The accessibility of Twitter history is soon going to increase. The social media giant announced it is providing users the ability to search the complete archive of public tweets. Infrastructure engineer Yi Zhuang has stated in a blog post:
“Since that first simple Tweet over eight years ago, hundreds of billions of Tweets have captured everyday human experiences and major historical events. Our search engine excelled at surfacing breaking news and events in real time, and our search index infrastructure reflected this strong emphasis on recency. But our long-standing goal has been to let people search through every Tweet ever published.”

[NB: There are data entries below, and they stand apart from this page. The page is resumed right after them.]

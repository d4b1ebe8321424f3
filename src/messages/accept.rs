use axum::{Json, debug_handler, extract::State, response::IntoResponse};
use serde_json::{Value, json};
use sqlx::SqlitePool;
use tower_sessions::Session;

use crate::{
    accounts,
    appresult::{ApiError, ApiResult},
    session,
};

#[debug_handler]
pub(crate) async fn get_accepting(
    State(db_pool): State<SqlitePool>,
    session: Session,
) -> ApiResult<impl IntoResponse> {
    let principal = session::principal(&session).await?;

    let account = accounts::find_by_id(&db_pool, &principal.account_id)
        .await?
        .ok_or_else(|| ApiError::NotFound("User not found".to_owned()))?;

    Ok(Json(json!({
        "success": true,
        "isAcceptingMessages": account.is_accepting_messages,
    })))
}

#[debug_handler]
pub(crate) async fn set_accepting(
    State(db_pool): State<SqlitePool>,
    session: Session,
    Json(body): Json<Value>,
) -> ApiResult<impl IntoResponse> {
    let principal = session::principal(&session).await?;
    let accepting = parse_accept_flag(&body)?;

    let account = accounts::set_accepting(&db_pool, &principal.account_id, accepting).await?;

    let message = if accepting {
        "You are now accepting messages"
    } else {
        "You are no longer accepting messages"
    };

    Ok(Json(json!({
        "success": true,
        "message": message,
        "user": account,
    })))
}

/// Strictly a boolean; "yes", 1 and friends are rejected.
fn parse_accept_flag(body: &Value) -> ApiResult<bool> {
    body.get("acceptMessages")
        .and_then(Value::as_bool)
        .ok_or_else(|| ApiError::BadRequest("'acceptMessages' must be a boolean".to_owned()))
}

#[cfg(test)]
mod tests {
    use super::*;
    use crate::testutil::{register_verified, test_pool};
    use serde_json::json;

    #[test]
    fn only_real_booleans_pass() {
        for bad in [
            json!({ "acceptMessages": "yes" }),
            json!({ "acceptMessages": 1 }),
            json!({ "acceptMessages": null }),
            json!({ "acceptMessages": [true] }),
            json!({}),
        ] {
            let err = parse_accept_flag(&bad).unwrap_err();
            assert!(matches!(err, ApiError::BadRequest(_)));
        }
        assert!(parse_accept_flag(&json!({ "acceptMessages": true })).unwrap());
        assert!(!parse_accept_flag(&json!({ "acceptMessages": false })).unwrap());
    }

    #[tokio::test]
    async fn rejected_toggle_leaves_flag_unchanged() {
        let pool = test_pool().await;
        let id = register_verified(&pool, "abc", "a@x.com").await;

        // Same sequence the handler runs: the update only happens once the
        // flag has parsed as a real boolean.
        let err = parse_accept_flag(&json!({ "acceptMessages": "yes" })).unwrap_err();
        assert!(matches!(err, ApiError::BadRequest(_)));

        let account = accounts::find_by_id(&pool, &id).await.unwrap().unwrap();
        assert!(account.is_accepting_messages);
    }
}
use axum::{Json, debug_handler, extract::State, response::IntoResponse};
use serde::Deserialize;
use serde_json::json;
use sqlx::SqlitePool;
use tower_sessions::Session;

use crate::{
    accounts,
    appresult::{ApiError, ApiResult},
    session,
};

use super::password;

const BAD_CREDENTIALS: &str = "Incorrect username/email or password";

#[derive(Debug, Deserialize)]
pub(crate) struct SignInBody {
    identifier: String,
    password: String,
}

#[debug_handler]
pub(crate) async fn sign_in(
    State(db_pool): State<SqlitePool>,
    session: Session,
    Json(SignInBody { identifier, password }): Json<SignInBody>,
) -> ApiResult<impl IntoResponse> {
    let Some(account) = accounts::find_by_identifier(&db_pool, identifier.trim()).await? else {
        return Err(ApiError::Unauthorized(BAD_CREDENTIALS.to_owned()));
    };

    if !password::verify(&password, &account.password_hash) {
        return Err(ApiError::Unauthorized(BAD_CREDENTIALS.to_owned()));
    }

    if !account.is_verified {
        return Err(ApiError::Forbidden(
            "Please verify your account before signing in".to_owned(),
        ));
    }

    session.insert(session::ACCOUNT_ID, account.id.clone()).await?;

    Ok(Json(json!({
        "success": true,
        "message": "Signed in",
        "user": account,
    })))
}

As Twitter earlier focused on real time feeds, the search has seemed incomplete. This is because only a week long public content was available to the users. The Twitter blog post foes into extensive details about “how we built a search service that efficiently indexes roughly half a trillion documents and serves queries with an average latency of under 100ms.”
The change will be seen in mobile and desktop versions of Twitter within the next few days. Twitter will now index every tweet since the year 2006. More comprehensive results will now be provided for complete TV and sports seasons as well as important conference and industry gatherings apart from places and businesses or hashtag conversations on important topics.
The most critical factors in the design for the indexing were modularity, scalability, cost effectiveness and a simple interface. Incremental development of the indexing system occurred wherein the goal of indexing each tweet was not born in one quarter. A complete index builds on foundational projects. In the year 2012, a small historical index of approximately 2 billion top Tweets was created according to the Twitter blog which then spoke of the process of “developing an offline data aggregation and preprocessing pipeline. In 2013, we expanded that index by an order of magnitude, evaluating and tuning SSD performance. In 2014, we built the full index with a multi-tier architecture, focusing on scalability and operability.”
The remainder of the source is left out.